The city of Peterborough, for example, is changing thanks to an influx of new residents drawn by more affordable housing. Peterborough could be the unofficial Syrian refugee capital of Canada. “In the past few years over the course of the pandemic we’ve certainly seen an influx of people who moved here because the housing stock was cheaper,” Diane Therrien says, the outgoing mayor. “The demographics have shifted.” The changes brought in entrepreneurs with new businesses, younger residents and families that revitalized the community, and greater cultural diversity, Ms. Therrien adds. “[This influx has] sent rental costs into the stratosphere with a vacancy rate of less than 1 per cent, she points out.”

The new influx gave Peterborough a peek at what may lie ahead for other similar-sized centres in Canada. With a population boom expected over the next 20 years, Statistics Canada predicts the population will grow to between 43 million and 52.5 million by 2043 from the current 38 million.

While metropolitan areas will absorb the bulk, smaller centres stand to reap some of the benefits of population growth. It’s a trend already in evidence: According to the most recent census, the share of immigrants who settled in Toronto, Vancouver or Montreal has continued to decline, falling from 56 per cent in 2016 to 53.4 per cent in 2021. Urban centres outside of those cities saw the greatest increase but 4.4 per cent settled in small urban areas and 3.2 per cent settled in rural areas.

“We don’t really know how it’s going to unfold yet but one thing we do know is we’re going to need a lot more housing,” says David Amborski, director of the Centre for Urban Research. “We’ve got to make sure we meet that demand and it has to be supply of all types of housing and all locations. It can’t just be the missing middle. It can’t just be the urbanized high-density.” “Non-urban centres may have cheaper and more land available, though they still face high construction costs and a shortage of skilled labour,” Mr. Amborski says. Communities where demand is not as great may be in a better position as the population surges, he suggests.

At Konfidis, we dig in beyond the headlines and into the data. Looking further into the Statistics Canada data referenced in this article, we can see a clear trend in the share of Ontario immigration’s intended designations away from Toronto and into the GTA’s surrounding secondary markets such as London or Kitchener-Cambridge-Waterloo (see the charts below). As new Canadian’s seek affordable larger-format housing, Konfidis anticipates this trend to continue, bolstering the investment thesis for single-family rental investment properties in these secondary market regions.

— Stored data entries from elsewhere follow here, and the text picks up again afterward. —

//! In-memory table store.
//!
//! Holds every table in RAM behind a single `RwLock`, so a commit is applied
//! under one write guard and readers see either the old or the new state.
//! Useful for tests and short-lived indexers that don't need persistence;
//! [`TableStore::snapshot`] writes the whole state as JSON and
//! [`MemoryStore::from_snapshot`] reads it back.

use std::collections::{BTreeMap, BTreeSet, HashMap};
use std::path::Path;
use std::sync::atomic::{AtomicU32, Ordering};
use std::sync::{PoisonError, RwLock, RwLockReadGuard, RwLockWriteGuard};

use async_trait::async_trait;
use serde::{Deserialize, Serialize};
use tracing::debug;

use chainetl_core::checkpoint::Checkpoint;
use chainetl_core::error::IndexerError;
use chainetl_core::store::{HeadUpdate, Mutation, Row, TableStore, WriteBatch};

#[derive(Default)]
struct Table {
    rows: BTreeMap<u64, Row>,
    by_key: HashMap<String, u64>,
    by_height: BTreeMap<u64, BTreeSet<u64>>,
}

impl Table {
    fn remove(&mut self, id: u64) -> Option<Row> {
        let row = self.rows.remove(&id)?;
        if let Some(key) = &row.key {
            self.by_key.remove(key);
        }
        if let Some(ids) = self.by_height.get_mut(&row.height) {
            ids.remove(&id);
            if ids.is_empty() {
                self.by_height.remove(&row.height);
            }
        }
        Some(row)
    }

    fn insert(&mut self, table: &str, row: Row) -> Result<Option<Row>, IndexerError> {
        if let Some(key) = &row.key {
            if let Some(&owner) = self.by_key.get(key) {
                if owner != row.id {
                    return Err(IndexerError::Storage(format!(
                        "{table}: duplicate key {key} (rows {owner} and {})",
                        row.id
                    )));
                }
            }
        }
        let prev = self.remove(row.id);
        if let Some(key) = &row.key {
            self.by_key.insert(key.clone(), row.id);
        }
        self.by_height.entry(row.height).or_default().insert(row.id);
        self.rows.insert(row.id, row);
        Ok(prev)
    }
}

#[derive(Default)]
struct State {
    tables: HashMap<String, Table>,
    head: Option<Checkpoint>,
}

#[derive(Serialize, Deserialize)]
struct SnapshotFile {
    head: Option<Checkpoint>,
    tables: BTreeMap<String, Vec<Row>>,
}

/// In-memory table store.
///
/// All data is lost when the process exits unless a snapshot was taken.
#[derive(Default)]
pub struct MemoryStore {
    state: RwLock<State>,
    failures: AtomicU32,
}

impl MemoryStore {
    pub fn new() -> Self {
        Self::default()
    }

    /// Make the next `n` commits fail with a storage error after
    /// partially applying their mutations. Used to exercise commit
    /// atomicity.
    pub fn fail_next_commits(&self, n: u32) {
        self.failures.store(n, Ordering::SeqCst);
    }

    /// Number of rows in `table`.
    pub fn count(&self, table: &str) -> usize {
        self.read().tables.get(table).map_or(0, |t| t.rows.len())
    }

    /// Names of all non-empty tables.
    pub fn tables(&self) -> Vec<String> {
        let mut names: Vec<_> = self
            .read()
            .tables
            .iter()
            .filter(|(_, t)| !t.rows.is_empty())
            .map(|(name, _)| name.clone())
            .collect();
        names.sort();
        names
    }

    /// Every row of every table, ordered by table name then id.
    pub fn dump(&self) -> BTreeMap<String, Vec<Row>> {
        self.read()
            .tables
            .iter()
            .filter(|(_, t)| !t.rows.is_empty())
            .map(|(name, t)| (name.clone(), t.rows.values().cloned().collect()))
            .collect()
    }

    /// Restore a store from a file written by [`TableStore::snapshot`].
    pub async fn from_snapshot(path: &Path) -> Result<Self, IndexerError> {
        let bytes = tokio::fs::read(path)
            .await
            .map_err(|e| IndexerError::Storage(format!("read {}: {e}", path.display())))?;
        let file: SnapshotFile = serde_json::from_slice(&bytes)?;
        let mut state = State {
            head: file.head,
            ..Default::default()
        };
        for (name, rows) in file.tables {
            let table = state.tables.entry(name.clone()).or_default();
            for row in rows {
                table.insert(&name, row)?;
            }
        }
        Ok(Self {
            state: RwLock::new(state),
            failures: AtomicU32::new(0),
        })
    }

    fn read(&self) -> RwLockReadGuard<'_, State> {
        self.state.read().unwrap_or_else(PoisonError::into_inner)
    }

    fn write(&self) -> RwLockWriteGuard<'_, State> {
        self.state.write().unwrap_or_else(PoisonError::into_inner)
    }

    fn take_failure(&self) -> bool {
        self.failures
            .fetch_update(Ordering::SeqCst, Ordering::SeqCst, |n| n.checked_sub(1))
            .is_ok()
    }
}

/// Undo record for one applied mutation.
struct Undo {
    table: String,
    id: u64,
    prev: Option<Row>,
}

fn revert(state: &mut State, undo: Vec<Undo>) {
    for u in undo.into_iter().rev() {
        let table = state.tables.entry(u.table.clone()).or_default();
        table.remove(u.id);
        if let Some(row) = u.prev {
            // restoring a previously valid row cannot conflict
            let _ = table.insert(&u.table, row);
        }
    }
}

#[async_trait]
impl TableStore for MemoryStore {
    async fn get(&self, table: &str, id: u64) -> Result<Option<Row>, IndexerError> {
        Ok(self
            .read()
            .tables
            .get(table)
            .and_then(|t| t.rows.get(&id))
            .cloned())
    }

    async fn get_by_key(&self, table: &str, key: &str) -> Result<Option<Row>, IndexerError> {
        let state = self.read();
        Ok(state
            .tables
            .get(table)
            .and_then(|t| t.by_key.get(key).and_then(|id| t.rows.get(id)))
            .cloned())
    }

    async fn range(&self, table: &str, from: u64, to: u64) -> Result<Vec<Row>, IndexerError> {
        if from > to {
            return Ok(Vec::new());
        }
        Ok(self
            .read()
            .tables
            .get(table)
            .map(|t| t.rows.range(from..=to).map(|(_, r)| r.clone()).collect())
            .unwrap_or_default())
    }

    async fn at_height(&self, table: &str, height: u64) -> Result<Vec<Row>, IndexerError> {
        let state = self.read();
        let Some(t) = state.tables.get(table) else {
            return Ok(Vec::new());
        };
        Ok(t.by_height
            .get(&height)
            .map(|ids| ids.iter().filter_map(|id| t.rows.get(id).cloned()).collect())
            .unwrap_or_default())
    }

    async fn last(&self, table: &str) -> Result<Option<Row>, IndexerError> {
        Ok(self
            .read()
            .tables
            .get(table)
            .and_then(|t| t.rows.values().next_back())
            .cloned())
    }

    async fn head(&self) -> Result<Option<Checkpoint>, IndexerError> {
        Ok(self.read().head.clone())
    }

    async fn commit(&self, batch: WriteBatch) -> Result<(), IndexerError> {
        let (mutations, head) = batch.into_parts();
        let n = mutations.len();
        let inject = self.take_failure();
        let mut state = self.write();
        let mut undo = Vec::with_capacity(n);

        for (i, m) in mutations.into_iter().enumerate() {
            if inject && i == n / 2 {
                revert(&mut state, undo);
                return Err(IndexerError::Storage("injected commit failure".into()));
            }
            let applied = match m {
                Mutation::Put { table, row } => {
                    let id = row.id;
                    let t = state.tables.entry(table.clone()).or_default();
                    t.insert(&table, row).map(|prev| Undo { table, id, prev })
                }
                Mutation::Delete { table, id } => {
                    let prev = state.tables.get_mut(&table).and_then(|t| t.remove(id));
                    Ok(Undo { table, id, prev })
                }
            };
            match applied {
                Ok(u) => undo.push(u),
                Err(e) => {
                    revert(&mut state, undo);
                    return Err(e);
                }
            }
        }
        if inject {
            revert(&mut state, undo);
            return Err(IndexerError::Storage("injected commit failure".into()));
        }

        match head {
            Some(HeadUpdate::Set(cp)) => state.head = Some(cp),
            Some(HeadUpdate::Clear) => state.head = None,
            None => {}
        }
        debug!(mutations = n, head = ?state.head.as_ref().map(|c| c.height), "batch committed");
        Ok(())
    }

    async fn snapshot(&self, path: &Path) -> Result<(), IndexerError> {
        let file = {
            let state = self.read();
            SnapshotFile {
                head: state.head.clone(),
                tables: state
                    .tables
                    .iter()
                    .map(|(name, t)| (name.clone(), t.rows.values().cloned().collect()))
                    .collect(),
            }
        };
        let bytes = serde_json::to_vec(&file)?;
        if let Some(dir) = path.parent() {
            tokio::fs::create_dir_all(dir)
                .await
                .map_err(|e| IndexerError::Storage(format!("create {}: {e}", dir.display())))?;
        }
        tokio::fs::write(path, bytes)
            .await
            .map_err(|e| IndexerError::Storage(format!("write {}: {e}", path.display())))?;
        debug!(path = %path.display(), "snapshot written");
        Ok(())
    }
}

Further supporting this investment thesis, these demand drivers for housing alternatives (including single-family rental) are clear – Canada is simply not building enough housing to meet the demand (see the recent Konfidis Insights - A Deep Dive into (the lack of) Housing Supply). And to meet this increasing demand of housing, the Ontario Government recently introduced the “More Homes Built Faster” initiative. For reference, please see last week’s Konfidis Insights article which focused on this matter.

With this backdrop, Konfidis continues to see a very compelling landscape for single-family rental ownership and the long-term supply and demand fundamentals that support strong home price appreciation and inflation protection.